(Saved data entries)
+--

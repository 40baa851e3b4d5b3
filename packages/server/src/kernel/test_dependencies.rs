// TestDependencies - mock implementations for testing
//
// Provides a mock list provider and mailer that can be injected into
// ServerDeps for tests.

use anyhow::Result;
use async_trait::async_trait;
use std::sync::{Arc, Mutex};

use crate::domains::lists::messages::OutboundEmail;
use crate::kernel::{BaseListProvider, BaseMailer, ListFieldUpdate};

// =============================================================================
// Mock List Provider
// =============================================================================

/// A provider call captured by the mock, in invocation order.
#[derive(Debug, Clone, PartialEq, Eq)]
pub enum ProviderCall {
    CreateList {
        name: String,
        description: String,
    },
    UpdateList {
        address: String,
        name: Option<String>,
        description: Option<String>,
    },
    DeleteList {
        address: String,
    },
    AddMember {
        address: String,
        email: String,
        display_name: String,
    },
    RemoveMember {
        address: String,
        email: String,
    },
    SendMessage {
        address: String,
        from_name: String,
        subject: String,
    },
}

pub struct MockListProvider {
    calls: Arc<Mutex<Vec<ProviderCall>>>,
    failing: Arc<Mutex<bool>>,
    list_addresses: Arc<Mutex<Vec<String>>>,
}

impl MockListProvider {
    pub fn new() -> Self {
        Self {
            calls: Arc::new(Mutex::new(Vec::new())),
            failing: Arc::new(Mutex::new(false)),
            list_addresses: Arc::new(Mutex::new(Vec::new())),
        }
    }

    /// Queue an address to be returned by the next create_list call.
    pub fn with_list_address(self, address: &str) -> Self {
        self.list_addresses.lock().unwrap().push(address.to_string());
        self
    }

    /// Make every subsequent call fail.
    pub fn failing(self) -> Self {
        self.set_failing(true);
        self
    }

    pub fn set_failing(&self, failing: bool) {
        *self.failing.lock().unwrap() = failing;
    }

    /// All recorded calls, in order.
    pub fn calls(&self) -> Vec<ProviderCall> {
        self.calls.lock().unwrap().clone()
    }

    /// Emails passed to add_member, in order.
    pub fn member_adds(&self) -> Vec<String> {
        self.calls()
            .into_iter()
            .filter_map(|call| match call {
                ProviderCall::AddMember { email, .. } => Some(email),
                _ => None,
            })
            .collect()
    }

    fn record(&self, call: ProviderCall) -> Result<()> {
        self.calls.lock().unwrap().push(call);
        if *self.failing.lock().unwrap() {
            anyhow::bail!("simulated provider failure");
        }
        Ok(())
    }
}

impl Default for MockListProvider {
    fn default() -> Self {
        Self::new()
    }
}

#[async_trait]
impl BaseListProvider for MockListProvider {
    async fn create_list(&self, name: &str, description: &str) -> Result<String> {
        self.record(ProviderCall::CreateList {
            name: name.to_string(),
            description: description.to_string(),
        })?;

        let mut queued = self.list_addresses.lock().unwrap();
        if queued.is_empty() {
            Ok(format!("{}@lists.provider.test", name))
        } else {
            Ok(queued.remove(0))
        }
    }

    async fn update_list(&self, external_address: &str, fields: &ListFieldUpdate) -> Result<()> {
        self.record(ProviderCall::UpdateList {
            address: external_address.to_string(),
            name: fields.name.clone(),
            description: fields.description.clone(),
        })
    }

    async fn delete_list(&self, external_address: &str) -> Result<()> {
        self.record(ProviderCall::DeleteList {
            address: external_address.to_string(),
        })
    }

    async fn add_member(
        &self,
        external_address: &str,
        email: &str,
        display_name: &str,
    ) -> Result<()> {
        self.record(ProviderCall::AddMember {
            address: external_address.to_string(),
            email: email.to_string(),
            display_name: display_name.to_string(),
        })
    }

    async fn remove_member(&self, external_address: &str, email: &str) -> Result<()> {
        self.record(ProviderCall::RemoveMember {
            address: external_address.to_string(),
            email: email.to_string(),
        })
    }

    async fn send_message(
        &self,
        external_address: &str,
        from_name: &str,
        subject: &str,
        _text: &str,
        _html: &str,
    ) -> Result<()> {
        self.record(ProviderCall::SendMessage {
            address: external_address.to_string(),
            from_name: from_name.to_string(),
            subject: subject.to_string(),
        })
    }
}

// =============================================================================
// Mock Mailer
// =============================================================================

pub struct MockMailer {
    sent: Arc<Mutex<Vec<OutboundEmail>>>,
    fail_from: Arc<Mutex<Option<usize>>>,
}

impl MockMailer {
    pub fn new() -> Self {
        Self {
            sent: Arc::new(Mutex::new(Vec::new())),
            fail_from: Arc::new(Mutex::new(None)),
        }
    }

    /// Deliver the first `n` messages, fail every one after that.
    pub fn fail_after(self, n: usize) -> Self {
        *self.fail_from.lock().unwrap() = Some(n);
        self
    }

    /// All delivered messages, in order.
    pub fn sent(&self) -> Vec<OutboundEmail> {
        self.sent.lock().unwrap().clone()
    }

    /// Recipient addresses of delivered messages, in order.
    pub fn recipients(&self) -> Vec<String> {
        self.sent().into_iter().map(|email| email.to).collect()
    }

    pub fn was_sent_to(&self, address: &str) -> bool {
        self.sent.lock().unwrap().iter().any(|e| e.to == address)
    }
}

impl Default for MockMailer {
    fn default() -> Self {
        Self::new()
    }
}

#[async_trait]
impl BaseMailer for MockMailer {
    async fn deliver(&self, email: &OutboundEmail) -> Result<()> {
        let mut sent = self.sent.lock().unwrap();
        if let Some(limit) = *self.fail_from.lock().unwrap() {
            if sent.len() >= limit {
                anyhow::bail!("simulated transport failure");
            }
        }
        sent.push(email.clone());
        Ok(())
    }
}
use anyhow::Result;
use chrono::{DateTime, Utc};
use sqlx::PgPool;
use uuid::Uuid;

/// User model - owned by the surrounding application.
///
/// The relay only reads users: membership rows reference them and message
/// composition needs their email and display name. Registration and profile
/// editing happen elsewhere.
#[derive(sqlx::FromRow, Debug, Clone)]
pub struct User {
    pub id: Uuid,
    pub email: String,
    pub display_name: String,
    pub created_at: DateTime<Utc>,
}

impl User {
    /// Find user by ID
    pub async fn find_by_id(id: Uuid, pool: &PgPool) -> Result<Self> {
        sqlx::query_as::<_, Self>("SELECT * FROM users WHERE id = $1")
            .bind(id)
            .fetch_one(pool)
            .await
            .map_err(Into::into)
    }

    /// Find user by email, case-insensitively
    pub async fn find_by_email(email: &str, pool: &PgPool) -> Result<Option<Self>> {
        sqlx::query_as::<_, Self>("SELECT * FROM users WHERE lower(email) = lower($1)")
            .bind(email)
            .fetch_optional(pool)
            .await
            .map_err(Into::into)
    }
}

+--

--- Required work ---
Using the data above, report how many lines include the string "calls" and add nothing to the number.

--- Exercise response ---
7